* **What is needed**: Repeat the whole listing exactly as written.

──────── Records to process ────────

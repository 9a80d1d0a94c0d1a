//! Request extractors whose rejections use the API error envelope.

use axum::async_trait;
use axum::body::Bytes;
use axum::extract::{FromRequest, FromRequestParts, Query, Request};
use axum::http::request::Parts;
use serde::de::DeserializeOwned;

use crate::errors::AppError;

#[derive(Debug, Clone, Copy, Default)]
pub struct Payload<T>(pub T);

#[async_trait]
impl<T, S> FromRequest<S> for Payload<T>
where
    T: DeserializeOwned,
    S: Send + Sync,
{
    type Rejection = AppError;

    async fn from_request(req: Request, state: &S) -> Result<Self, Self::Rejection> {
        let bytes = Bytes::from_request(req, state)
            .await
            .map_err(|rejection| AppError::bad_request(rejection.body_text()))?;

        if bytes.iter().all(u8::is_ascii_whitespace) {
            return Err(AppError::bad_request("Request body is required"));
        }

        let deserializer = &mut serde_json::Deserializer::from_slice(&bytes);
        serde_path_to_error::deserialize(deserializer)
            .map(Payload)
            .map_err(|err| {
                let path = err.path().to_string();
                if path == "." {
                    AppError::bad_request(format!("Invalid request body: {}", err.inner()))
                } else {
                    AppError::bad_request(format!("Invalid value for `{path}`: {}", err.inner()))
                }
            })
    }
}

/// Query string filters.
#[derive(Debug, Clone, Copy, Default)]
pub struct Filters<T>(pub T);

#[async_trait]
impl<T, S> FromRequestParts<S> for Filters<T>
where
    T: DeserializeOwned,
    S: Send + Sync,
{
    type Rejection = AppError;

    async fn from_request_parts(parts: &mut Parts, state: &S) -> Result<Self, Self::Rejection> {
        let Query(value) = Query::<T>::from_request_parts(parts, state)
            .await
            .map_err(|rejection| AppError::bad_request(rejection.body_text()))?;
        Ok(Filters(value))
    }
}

────────

* **Answer area**:
repository 9a80d1d0a94c0d1a
//! Request extractors whose rejections use the API error envelope.

use axum::async_trait;
use axum::body::Bytes;
use axum::extract::{FromRequest, FromRequestParts, Query, Request};
use axum::http::request::Parts;
use serde::de::DeserializeOwned;

use crate::errors::AppError;

#[derive(Debug, Clone, Copy, Default)]
pub struct Payload<T>(pub T);

#[async_trait]
impl<T, S> FromRequest<S> for Payload<T>
where
    T: DeserializeOwned,
    S: Send + Sync,
{
    type Rejection = AppError;

    async fn from_request(req: Request, state: &S) -> Result<Self, Self::Rejection> {
        let bytes = Bytes::from_request(req, state)
            .await
            .map_err(|rejection| AppError::bad_request(rejection.body_text()))?;

        if bytes.iter().all(u8::is_ascii_whitespace) {
            return Err(AppError::bad_request("Request body is required"));
        }

        let deserializer = &mut serde_json::Deserializer::from_slice(&bytes);
        serde_path_to_error::deserialize(deserializer)
            .map(Payload)
            .map_err(|err| {
                let path = err.path().to_string();
                if path == "." {
                    AppError::bad_request(format!("Invalid request body: {}", err.inner()))
                } else {
                    AppError::bad_request(format!("Invalid value for `{path}`: {}", err.inner()))
                }
            })
    }
}

/// Query string filters.
#[derive(Debug, Clone, Copy, Default)]
pub struct Filters<T>(pub T);

#[async_trait]
impl<T, S> FromRequestParts<S> for Filters<T>
where
    T: DeserializeOwned,
    S: Send + Sync,
{
    type Rejection = AppError;

    async fn from_request_parts(parts: &mut Parts, state: &S) -> Result<Self, Self::Rejection> {
        let Query(value) = Query::<T>::from_request_parts(parts, state)
            .await
            .map_err(|rejection| AppError::bad_request(rejection.body_text()))?;
        Ok(Filters(value))
    }
}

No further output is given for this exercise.